Selamat datang di blog kami semoga menambah pengetahuan anda

Jumat, 15 Juli 2011

DAIICHI ACCIDENT II

Kecelakaan PLTN di Jepang (2)
Benarkah Reaktor Fukushima Daiichi Meledak
Riwayat Kejadian (file excel)
Kompleks PLTN Fukushima Daiichi mempunyai enam buah PLTN, yaitu PLTN unit 1 – 6, yang dioperasikan oleh Tokyo Electric Power Company. PLTN unit 4, 5 dan 6 sedang dalam kondisi perawatan, sedangkan PLTN unit 1, 2 dan 3 sedang beroperasi normal. Gempa laut Sendai pada Jumat 11 Maret 2011 pukul 14:46 secara mendadak memicu sistem Safe Shutdown Earthquake dari tiga PLTN yang sedang operasi di kawasan Fukushima Daiichi untuk memadam reaktor secara otomatis. Semua sistem keselamatan beroperasi normal pada saat gempa terjadi hingga kemudian mengalami kegagalan setelah dilanda tsunami satu jam kemudian setelah gempa.
Gambar 1: Peluruhan panas setelah reaktor padam (shutdown)
Setelah reaktor padam secara otomatis reaksi fisi praktis tidak berlangsung lagi dan pembangkitan panas fisi terhenti, tetapi dalam reaktor masih tersimpan panas sisa dan panas peluruhan yang harus didinginkan terus menerus agar energi panasnya terbuang habis. Energi panas sisa dapat segera terbuang dalam orde beberapa menit saja, tetapi panas peluruhan masih terus dibangkitkan hingga jangka waktu yang lama. Panas peluruhan adalah panas yang dibangkitkan karena peluruhan radiasi dari zat radioaktif yang berada dalam bahan bakar reaktor.
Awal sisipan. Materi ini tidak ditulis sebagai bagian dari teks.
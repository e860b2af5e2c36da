//! Dithering.
//!
//! A [`Ditherer`] perturbs the decisions of a quantizer so that areas of
//! one color are approximated by a mix of palette entries. Ordered and
//! noise ditherers add a position dependent offset to every pixel before
//! quantizing it and keep no state, so rows can be processed in any order
//! and in parallel. Error diffusion carries the error of every pixel to its
//! neighbors and has to see the pixels in scan order.
//!
//! # Example
//!
//! ```
//! use pixel_pipeline::{BitmapData, Color32, Ditherer, KnownPixelFormat, OperationContext,
//!     OrderedDitherer, Quantizer};
//!
//! let source = BitmapData::new(2, 2, KnownPixelFormat::Format32bppArgb).unwrap();
//! let quantizer = Quantizer::black_and_white()
//!     .initialize(&source, &OperationContext::new())
//!     .unwrap();
//! let mut session = Ditherer::from(OrderedDitherer::bayer2x2()).initialize(&source, &quantizer);
//!
//! let gray = Color32::from_gray(128);
//! let row: Vec<Color32> = (0..2).map(|x| session.get_dithered_color(gray, x, 0)).collect();
//! assert_eq!(row, [Color32::BLACK, Color32::WHITE]);
//! ```

mod error_diffusion;
mod kernel;
mod noise;
mod ordered;

use std::sync::Arc;

pub use error_diffusion::{ErrorDiffusionDitherer, ErrorDiffusionSession};
pub use kernel::{kernel_by_name, Kernel, KERNELS};
pub use noise::{InterleavedGradientNoiseDitherer, RandomNoiseDitherer};
pub use ordered::OrderedDitherer;

use ordered::ThresholdMatrix;

use crate::bitmap::ReadableBitmapData;
use crate::color::Color32;
use crate::quantize::QuantizingSession;

pub(crate) fn clamp_strength(strength: f32) -> f32 {
    if strength.is_nan() {
        0.0
    } else {
        strength.clamp(0.0, 1.0)
    }
}

/// Offset range that lets a flat area reach the neighboring output levels.
fn auto_strength(quantizer: &QuantizingSession) -> f32 {
    1.0 / (quantizer.color_levels().max(2) - 1) as f32
}

/// How a ditherer perturbs the quantizer.
#[derive(Debug, Clone, PartialEq)]
pub enum Ditherer {
    Ordered(OrderedDitherer),
    ErrorDiffusion(ErrorDiffusionDitherer),
    RandomNoise(RandomNoiseDitherer),
    InterleavedGradientNoise(InterleavedGradientNoiseDitherer),
}

impl From<OrderedDitherer> for Ditherer {
    fn from(ditherer: OrderedDitherer) -> Self {
        Ditherer::Ordered(ditherer)
    }
}

impl From<ErrorDiffusionDitherer> for Ditherer {
    fn from(ditherer: ErrorDiffusionDitherer) -> Self {
        Ditherer::ErrorDiffusion(ditherer)
    }
}

impl From<RandomNoiseDitherer> for Ditherer {
    fn from(ditherer: RandomNoiseDitherer) -> Self {
        Ditherer::RandomNoise(ditherer)
    }
}

impl From<InterleavedGradientNoiseDitherer> for Ditherer {
    fn from(ditherer: InterleavedGradientNoiseDitherer) -> Self {
        Ditherer::InterleavedGradientNoise(ditherer)
    }
}

impl Ditherer {
    pub fn name(&self) -> &'static str {
        match self {
            Ditherer::Ordered(d) => d.name(),
            Ditherer::ErrorDiffusion(d) => d.kernel().name,
            Ditherer::RandomNoise(_) => "random-noise",
            Ditherer::InterleavedGradientNoise(_) => "interleaved-gradient-noise",
        }
    }

    /// Set the strength of whichever ditherer this is.
    pub fn with_strength(self, strength: f32) -> Self {
        match self {
            Ditherer::Ordered(d) => Ditherer::Ordered(d.with_strength(strength)),
            Ditherer::ErrorDiffusion(d) => Ditherer::ErrorDiffusion(d.with_strength(strength)),
            Ditherer::RandomNoise(d) => Ditherer::RandomNoise(d.with_strength(strength)),
            Ditherer::InterleavedGradientNoise(d) => {
                Ditherer::InterleavedGradientNoise(d.with_strength(strength))
            }
        }
    }

    /// Whether sessions must see the pixels in scan order on one thread.
    pub fn is_sequential(&self) -> bool {
        matches!(self, Ditherer::ErrorDiffusion(_))
    }

    /// Bind the ditherer to a quantizing session for an operation over
    /// `source`.
    pub fn initialize<S>(&self, source: &S, quantizer: &QuantizingSession) -> DitheringSession
    where
        S: ReadableBitmapData + ?Sized,
    {
        self.initialize_for_width(source.width(), quantizer)
    }

    /// Like [`initialize`](Self::initialize) for an area `width` pixels wide.
    pub(crate) fn initialize_for_width(&self, width: usize, quantizer: &QuantizingSession) -> DitheringSession {
        let stateless = |source: ThresholdSource, strength: Option<f32>| {
            let strength = strength.unwrap_or_else(|| auto_strength(quantizer));
            tracing::debug!(ditherer = self.name(), strength, "Ditherer initialized");
            DitheringSession::Stateless(StatelessDitheringSession {
                quantizer: quantizer.clone(),
                source,
                strength,
            })
        };
        match self {
            Ditherer::Ordered(d) => stateless(ThresholdSource::Matrix(Arc::clone(d.matrix())), d.strength()),
            Ditherer::RandomNoise(d) => {
                let seed = d.seed().unwrap_or_else(rand::random::<u64>);
                stateless(ThresholdSource::WhiteNoise(seed), d.strength())
            }
            Ditherer::InterleavedGradientNoise(d) => {
                stateless(ThresholdSource::InterleavedGradient, d.strength())
            }
            Ditherer::ErrorDiffusion(d) => {
                tracing::debug!(
                    ditherer = self.name(),
                    serpentine = d.serpentine(),
                    strength = d.strength(),
                    "Ditherer initialized"
                );
                DitheringSession::Diffusing(d.session(width, quantizer))
            }
        }
    }
}

#[derive(Debug, Clone)]
enum ThresholdSource {
    Matrix(Arc<ThresholdMatrix>),
    WhiteNoise(u64),
    InterleavedGradient,
}

impl ThresholdSource {
    #[inline]
    fn threshold(&self, x: usize, y: usize) -> f32 {
        match self {
            ThresholdSource::Matrix(matrix) => matrix.threshold(x, y),
            ThresholdSource::WhiteNoise(seed) => noise::white_noise(*seed, x, y),
            ThresholdSource::InterleavedGradient => noise::interleaved_gradient(x, y),
        }
    }
}

/// Session of an ordered or noise ditherer. Shareable between threads.
#[derive(Debug, Clone)]
pub struct StatelessDitheringSession {
    quantizer: QuantizingSession,
    source: ThresholdSource,
    strength: f32,
}

impl StatelessDitheringSession {
    pub fn strength(&self) -> f32 {
        self.strength
    }

    pub fn quantizer(&self) -> &QuantizingSession {
        &self.quantizer
    }

    #[inline]
    pub fn get_dithered_color(&self, color: Color32, x: usize, y: usize) -> Color32 {
        if self.strength == 0.0 || color.a < self.quantizer.alpha_threshold() {
            return self.quantizer.get_quantized_color(color);
        }
        let offset = self.source.threshold(x, y) * self.strength;
        let space = self.quantizer.working_color_space();
        let shifted = space.to_working(color).map(|v| v + offset);
        self.quantizer
            .get_quantized_color(space.from_working(shifted, color.a))
    }
}

/// A ditherer bound to one operation.
#[derive(Debug)]
pub enum DitheringSession {
    Stateless(StatelessDitheringSession),
    Diffusing(ErrorDiffusionSession),
}

impl DitheringSession {
    /// The output color for `color` at `x`, `y` of the processed area.
    ///
    /// Diffusing sessions expect the calls in scan order, see
    /// [`is_reversed_row`](Self::is_reversed_row).
    #[inline]
    pub fn get_dithered_color(&mut self, color: Color32, x: usize, y: usize) -> Color32 {
        match self {
            DitheringSession::Stateless(session) => session.get_dithered_color(color, x, y),
            DitheringSession::Diffusing(session) => session.get_dithered_color(color, x, y),
        }
    }

    pub fn is_sequential(&self) -> bool {
        matches!(self, DitheringSession::Diffusing(_))
    }

    /// Whether row `y` is scanned right to left.
    pub fn is_reversed_row(&self, y: usize) -> bool {
        match self {
            DitheringSession::Stateless(_) => false,
            DitheringSession::Diffusing(session) => session.is_reversed_row(y),
        }
    }

    pub fn quantizer(&self) -> &QuantizingSession {
        match self {
            DitheringSession::Stateless(session) => session.quantizer(),
            DitheringSession::Diffusing(session) => session.quantizer(),
        }
    }
}

#[cfg(test)]
mod tests {
    use pretty_assertions::assert_eq;

    use super::*;
    use crate::bitmap::BitmapData;
    use crate::color::WorkingColorSpace;
    use crate::context::OperationContext;
    use crate::format::KnownPixelFormat;
    use crate::quantize::Quantizer;

    fn source() -> BitmapData<'static> {
        BitmapData::new(8, 8, KnownPixelFormat::Format32bppArgb).unwrap()
    }

    fn session_of(quantizer: Quantizer) -> QuantizingSession {
        quantizer
            .with_working_color_space(WorkingColorSpace::Srgb)
            .initialize(&source(), &OperationContext::new())
            .unwrap()
    }

    fn all_ditherers() -> Vec<Ditherer> {
        vec![
            OrderedDitherer::bayer2x2().into(),
            OrderedDitherer::bayer4x4().into(),
            OrderedDitherer::bayer8x8().into(),
            OrderedDitherer::dotted_halftone().into(),
            OrderedDitherer::blue_noise().into(),
            ErrorDiffusionDitherer::floyd_steinberg().into(),
            ErrorDiffusionDitherer::sierra_lite().with_serpentine(true).into(),
            RandomNoiseDitherer::new().with_seed(1).into(),
            InterleavedGradientNoiseDitherer::new().into(),
        ]
    }

    #[test]
    fn test_zero_strength_is_a_no_op() {
        let colors = [
            Color32::from_rgb(10, 200, 30),
            Color32::from_gray(128),
            Color32::new(200, 90, 90, 250),
            Color32::TRANSPARENT,
        ];
        for quantizer in [
            Quantizer::black_and_white(),
            Quantizer::system_default_4bpp(),
            Quantizer::rgb565(),
        ] {
            let quantizing = session_of(quantizer);
            for ditherer in all_ditherers() {
                let mut session = ditherer.with_strength(0.0).initialize(&source(), &quantizing);
                for y in 0..4 {
                    for x in 0..4 {
                        for c in colors {
                            assert_eq!(
                                session.get_dithered_color(c, x, y),
                                quantizing.get_quantized_color(c)
                            );
                        }
                    }
                }
            }
        }
    }

    #[test]
    fn test_auto_strength() {
        let bw = session_of(Quantizer::black_and_white());
        let rgb565 = session_of(Quantizer::rgb565());
        assert_eq!(auto_strength(&bw), 1.0);
        assert_eq!(auto_strength(&rgb565), 1.0 / 31.0);
        match Ditherer::from(OrderedDitherer::bayer4x4()).initialize(&source(), &bw) {
            DitheringSession::Stateless(session) => assert_eq!(session.strength(), 1.0),
            DitheringSession::Diffusing(_) => panic!("ordered dithering is stateless"),
        }
    }

    #[test]
    fn test_ordered_mid_gray_is_half_white() {
        let quantizing = session_of(Quantizer::black_and_white());
        let mut session = Ditherer::from(OrderedDitherer::bayer4x4()).initialize(&source(), &quantizing);
        let gray = Color32::from_gray(128);
        let mut white = 0;
        for y in 0..4 {
            for x in 0..4 {
                if session.get_dithered_color(gray, x, y) == Color32::WHITE {
                    white += 1;
                }
            }
        }
        assert_eq!(white, 8);
    }

    #[test]
    fn test_sequential_only_for_error_diffusion() {
        let quantizing = session_of(Quantizer::black_and_white());
        for ditherer in all_ditherers() {
            let session = ditherer.initialize(&source(), &quantizing);
            assert_eq!(ditherer.is_sequential(), session.is_sequential(), "{}", ditherer.name());
        }
    }

    #[test]
    fn test_seeded_noise_is_reproducible() {
        let quantizing = session_of(Quantizer::grayscale4());
        let ditherer = Ditherer::from(RandomNoiseDitherer::new().with_seed(99));
        let mut a = ditherer.initialize(&source(), &quantizing);
        let mut b = ditherer.initialize(&source(), &quantizing);
        for x in 0..16 {
            let c = Color32::from_gray(x as u8 * 16);
            assert_eq!(a.get_dithered_color(c, x, 3), b.get_dithered_color(c, x, 3));
        }
    }

    #[test]
    fn test_names() {
        let names: Vec<&str> = all_ditherers().iter().map(Ditherer::name).collect();
        assert_eq!(
            names,
            [
                "bayer2x2",
                "bayer4x4",
                "bayer8x8",
                "dotted-halftone",
                "blue-noise",
                "floyd-steinberg",
                "sierra-lite",
                "random-noise",
                "interleaved-gradient-noise",
            ]
        );
    }
}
Besarnya pembangkitan panas peluruhan maksimum dapat mencapai 6,5% dari daya termal nominal reaktor, dan bersamaan dengan berjalanannya waktu akan meluruh menjadi di bawah 1% dalam jangka waktu yang cukup lama (lihat Gambar 1). Panas peluruhan ini harus dibuang secara kontinu agar tidak memanaskan struktur bahan bakar dan teras sehingga mengalami overheat atau bahkan meleleh. Dengan perkiraan rata-rata panas peluruhan 1%, maka setelah reaktor padam, dalam PLTN Fukushima Daiichi unit 1 akan dibangkitkan panas peluruhan 13,5 MWt, dan pada PLTN unit lainnya 22,4 MWt. Sebagai catatan energi panas sebesar 10 MWt dalam satu detik dapat menaikkan temperatur satu ton (1 m3) air setinggi 2,4 C dari temperatur awalnya 25 C.
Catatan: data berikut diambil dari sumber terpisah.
//! Common test infrastructure for Quantkit integration tests.
//!
//! Each test file compiles its own copy of this module, so items may appear
//! unused from the perspective of a single test file.

#![allow(dead_code)]

pub mod fixtures;

use std::io::Write;
use std::path::Path;

use quantkit::models::RunConfig;

/// A run configuration written to a temporary file.
pub struct ConfigFile {
    file: tempfile::NamedTempFile,
}

impl ConfigFile {
    pub fn new(yaml: &str) -> Self {
        let mut file = tempfile::NamedTempFile::new().expect("create temp config");
        file.write_all(yaml.as_bytes()).expect("write temp config");
        Self { file }
    }

    pub fn path(&self) -> &Path {
        self.file.path()
    }

    pub fn load(&self) -> RunConfig {
        RunConfig::load(self.path()).expect("load temp config")
    }
}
Dalam kondisi operasi normal, setelah PLTN tipe BWR padam, pengambilan panas sisa dan panas peluruhan dilakukan oleh Residual Heat Removal System (RHRS) dengan prinsip kerja seperti ditunjukkan pada Gambar 2. RHRS akan bekerja terus menerus paska reaktor padam. Pengoperasian RHRS membutuhkan catu daya listrik karena menggunakan beberapa pompa listrik sebagai mesin penggerak fluida.
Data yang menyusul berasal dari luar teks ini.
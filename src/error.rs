use pixel_pipeline::{DrawingError, ParseColorError};
use thiserror::Error;

#[derive(Debug, Error)]
pub enum AppError {
    #[error("Failed to read config: {0}")]
    Io(#[from] std::io::Error),

    #[error("Invalid config: {0}")]
    Yaml(#[from] serde_yaml::Error),

    #[error("Unknown quantizer: {0}")]
    UnknownQuantizer(String),

    #[error("Unknown ditherer: {0}")]
    UnknownDitherer(String),

    #[error("Invalid color: {0}")]
    Color(#[from] ParseColorError),

    #[error("Invalid setting: {0}")]
    Invalid(String),

    #[error("Pipeline error: {0}")]
    Drawing(#[from] DrawingError),

    #[error("Report encoding failed: {0}")]
    Json(#[from] serde_json::Error),
}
Sesaat setelah gempa, pasokan arus listrik AC dari luar padam, dan listrik AC dipasok oleh diesel genset. Setelah lokasi kompleks PLTN Fukushima Daiichi dilanda tsunami, diesel genset tak dapat beroperasi sehingga seluruh PLTN mengalami kehilangan catu daya listrik AC yang berasal dari diesel genset. Diesel genset yang tersedia gagal karena tersapu oleh air tsunami. Kegagalan ini melumpuhkan semua sistem pendinginan PLTN yang membutuhkan catu daya listrik AC, sebagai akibatnya pengambilan panas peluruhan tidak dapat dilakukan secara sempurna. Panas peluruhan inilah yang menjadi potensi bahaya karena memeliki energi panas yang mencukupi untuk memanaskan struktur pembentuk teras reaktor yang terdiri dari bahan bakar dan bahan kendali hingga pada temperatur oksidasinya bahkan lebih dari itu dapat melelehkannya.
Gambar 2: Diagram alir sistem pengambilan panas sisa dan peluruhan
Panas peluruhan yang tidak dibuang keluar dari sistem reaktor akan memanaskan air dalam bejana reaktor (reactor vessel) hingga titik uapnya. Penguapan air bejana reaktor akan meningkatkan tekanan bejana reaktor hingga katup pengaman/pembebas (safety/releaf valve) membuka untuk membuang uap keluar dari bejana reaktor, akibatnya volume air dalam bejana berkurang dan terdapat bagian bahan bakar yang tidak tercelup air sebagai pendingin. Bagian bahan bakar dan bahan lain penyusun struktur teras reaktor yang tak tercelup air akan menjadi bertambah panas karena tak terdinginkan, hingga mencapai temperatur oksidasinya di atas 1000 OC. Ketersediaan uap air dan temperatur bahan bakar dan bahan struktur teras lain yang mencapai temperatur oksidasinya akan menyebabkan pengambilan oksigen dari uap air melalui proses oksidasi dan menghasilkan gas hidrogen, suatu gas yang mudah terbakar jika bertemu oksigen. Reaksi oksidasi yang terjadi bersifat eksotermis sehingga akan lebih meningkatkan temperatur ruang dalam bejana reaktor bersama semua isinya.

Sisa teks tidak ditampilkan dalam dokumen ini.